A couple of weeks ago I wrote a post on alpha males. Since then I’ve been wondering about their female counterparts. The received wisdom seems to be that alpha females are pretty much an extension of the alpha male profile, but I’m not so sure. In fact, I have been wondering, is female of the species deadlier than the male?

Just for a moment I want to put aside all the usual debates about women at work -- the glass ceiling, the difficulties of combining a career with a family, the prejudices, age, appearance, and the different standards of behaviour for men and women. Instead, I want to look at alpha females as a unique phenomenon, something that transcends the usual commentary about women in the workplace.

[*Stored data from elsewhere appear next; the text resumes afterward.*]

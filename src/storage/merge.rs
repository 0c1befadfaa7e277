//! K-way merge over sorted cell sources
//!
//! Sources are ordered newest first (memtables, then segments newest to
//! oldest). When two sources hold the exact same key only one entry is
//! yielded: a tombstone wins over a put, otherwise the newer source wins.

use std::cmp::Ordering;
use std::collections::BinaryHeap;

use crate::encoding::{CellKey, CellValue};
use crate::error::Result;

/// Boxed sorted source of cells
pub type CellIterator = Box<dyn Iterator<Item = Result<(CellKey, CellValue)>> + Send>;

struct HeapEntry {
    key: CellKey,
    value: CellValue,
    source: usize,
    iterator: CellIterator,
}

impl PartialEq for HeapEntry {
    fn eq(&self, other: &Self) -> bool {
        self.cmp(other) == Ordering::Equal
    }
}

impl Eq for HeapEntry {}

impl PartialOrd for HeapEntry {
    fn partial_cmp(&self, other: &Self) -> Option<Ordering> {
        Some(self.cmp(other))
    }
}

impl Ord for HeapEntry {
    // BinaryHeap is a max-heap: reverse so the smallest key pops first
    fn cmp(&self, other: &Self) -> Ordering {
        self.key
            .cmp(&other.key)
            .then_with(|| other.value.is_tombstone().cmp(&self.value.is_tombstone()))
            .then_with(|| self.source.cmp(&other.source))
            .reverse()
    }
}

/// Merges sorted sources into one sorted, de-duplicated stream
///
/// A source that fails is dropped after its error is yielded; the caller
/// decides whether to continue with the remaining sources.
pub struct MergeIterator {
    heap: BinaryHeap<HeapEntry>,
    /// Errors pulled while refilling, yielded before the next entry
    pending_errors: Vec<crate::CellarError>,
    latest_key: Option<CellKey>,
}

impl MergeIterator {
    pub fn new(iterators: Vec<CellIterator>) -> Self {
        let mut merge = Self {
            heap: BinaryHeap::new(),
            pending_errors: Vec::new(),
            latest_key: None,
        };
        for (source, iterator) in iterators.into_iter().enumerate() {
            merge.advance(source, iterator);
        }
        merge
    }

    fn advance(&mut self, source: usize, mut iterator: CellIterator) {
        match iterator.next() {
            Some(Ok((key, value))) => self.heap.push(HeapEntry {
                key,
                value,
                source,
                iterator,
            }),
            Some(Err(e)) => self.pending_errors.push(e),
            None => {}
        }
    }
}

impl Iterator for MergeIterator {
    type Item = Result<(CellKey, CellValue)>;

    fn next(&mut self) -> Option<Self::Item> {
        loop {
            if let Some(e) = self.pending_errors.pop() {
                return Some(Err(e));
            }
            let entry = self.heap.pop()?;
            let HeapEntry {
                key,
                value,
                source,
                iterator,
            } = entry;
            self.advance(source, iterator);

            if self.latest_key.as_ref() == Some(&key) {
                continue;
            }
            self.latest_key = Some(key.clone());
            return Some(Ok((key, value)));
        }
    }
}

The first thing I’ve noticed is that alpha females are usually one-off characters, women who defy categorisation. Unlike alpha males, who like to be part of a pack, it’s difficult to put them in a group as they seem to rise above any stereotyping. The second thing is that they are instantly recognisable. You immediately know when an alpha female walks into the room. The third point is that they can be surprising and full of contradictions.

In London there are a number of alpha females who are worth studying. Here are three who have stood out in recent years for being truly impressive and groundbreaking in their respective fields and I am sure there are many more who will come to light in the coming years.

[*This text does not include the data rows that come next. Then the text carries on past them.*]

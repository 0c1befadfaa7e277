//! WAL Reader
//!
//! Handles reading entries from a single WAL file.

use std::fs::File;
use std::io::{BufReader, Read};
use std::path::{Path, PathBuf};

use crate::error::{CellarError, Result};

use super::entry::{parse_header, MAX_PAYLOAD_SIZE};
use super::{WalEntry, HEADER_SIZE};

/// Outcome of reading one record
#[derive(Debug)]
pub enum WalRecord {
    /// A complete, checksummed entry
    Entry(WalEntry),

    /// The file ends inside a record (interrupted append)
    TornTail,

    /// A complete record whose checksum or payload is invalid
    Corrupt { lsn: u64 },
}

/// Reads entries from one WAL file
pub struct WalReader {
    path: PathBuf,
    file: BufReader<File>,
    file_len: u64,
    /// Offset right after the last valid record
    position: u64,
}

impl WalReader {
    /// Open a WAL file for reading
    pub fn open(path: &Path) -> Result<Self> {
        let file = File::open(path)?;
        let file_len = file.metadata()?.len();
        Ok(Self {
            path: path.to_path_buf(),
            file: BufReader::new(file),
            file_len,
            position: 0,
        })
    }

    /// Read the next record, or `None` at a clean end of file
    ///
    /// After `TornTail` or `Corrupt` the reader must not be used further.
    pub fn next_record(&mut self) -> Result<Option<WalRecord>> {
        let remaining = self.file_len - self.position;
        if remaining == 0 {
            return Ok(None);
        }
        if remaining < HEADER_SIZE as u64 {
            return Ok(Some(WalRecord::TornTail));
        }

        let mut header = [0u8; HEADER_SIZE];
        self.file.read_exact(&mut header)?;
        let (lsn, crc, len) = parse_header(&header);

        if len > MAX_PAYLOAD_SIZE || (len as u64) > remaining - HEADER_SIZE as u64 {
            return Ok(Some(WalRecord::TornTail));
        }

        let mut data = vec![0u8; len as usize];
        self.file.read_exact(&mut data)?;

        match WalEntry::from_payload(lsn, crc, &data) {
            Ok(entry) => {
                self.position += HEADER_SIZE as u64 + len as u64;
                Ok(Some(WalRecord::Entry(entry)))
            }
            Err(CellarError::WalCorruption(_)) => Ok(Some(WalRecord::Corrupt { lsn })),
            Err(e) => Err(e),
        }
    }

    /// Offset right after the last valid record
    pub fn valid_offset(&self) -> u64 {
        self.position
    }

    pub fn path(&self) -> &Path {
        &self.path
    }

    /// Iterate over valid entries, stopping at the first damaged record
    pub fn entries(self) -> WalIterator {
        WalIterator {
            reader: self,
            done: false,
        }
    }
}

/// Iterator over WAL entries
pub struct WalIterator {
    reader: WalReader,
    done: bool,
}

impl Iterator for WalIterator {
    type Item = Result<WalEntry>;

    fn next(&mut self) -> Option<Self::Item> {
        if self.done {
            return None;
        }
        match self.reader.next_record() {
            Ok(Some(WalRecord::Entry(entry))) => Some(Ok(entry)),
            Ok(Some(WalRecord::Corrupt { lsn })) => {
                self.done = true;
                Some(Err(CellarError::WalCorruption(format!(
                    "CRC mismatch in entry {} of {}",
                    lsn,
                    self.reader.path.display()
                ))))
            }
            Ok(Some(WalRecord::TornTail)) | Ok(None) => {
                self.done = true;
                None
            }
            Err(e) => {
                self.done = true;
                Some(Err(e))
            }
        }
    }
}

The first is Nicola Horlick, a 46-year-old billion dollar fund manager who was dubbed ‘Superwoman’ in the 1990s for combined an adrenalin-charged career with bringing up seven children (one of whom died of leukemia. Last year, she fought off an armed robber who tried to mug her outside her home. Even though she had a handgun pushed into her stomach and was pistol-whipped across the back of her head, she fought off the attackers and was back at work the next day, sporting a large bruise from the attack. Ms Horlick ascribed her success to her support systems, her mother, nanny, and husband. “It is women that do not have or cannot afford this type of support that are the real superwomen,” she has said.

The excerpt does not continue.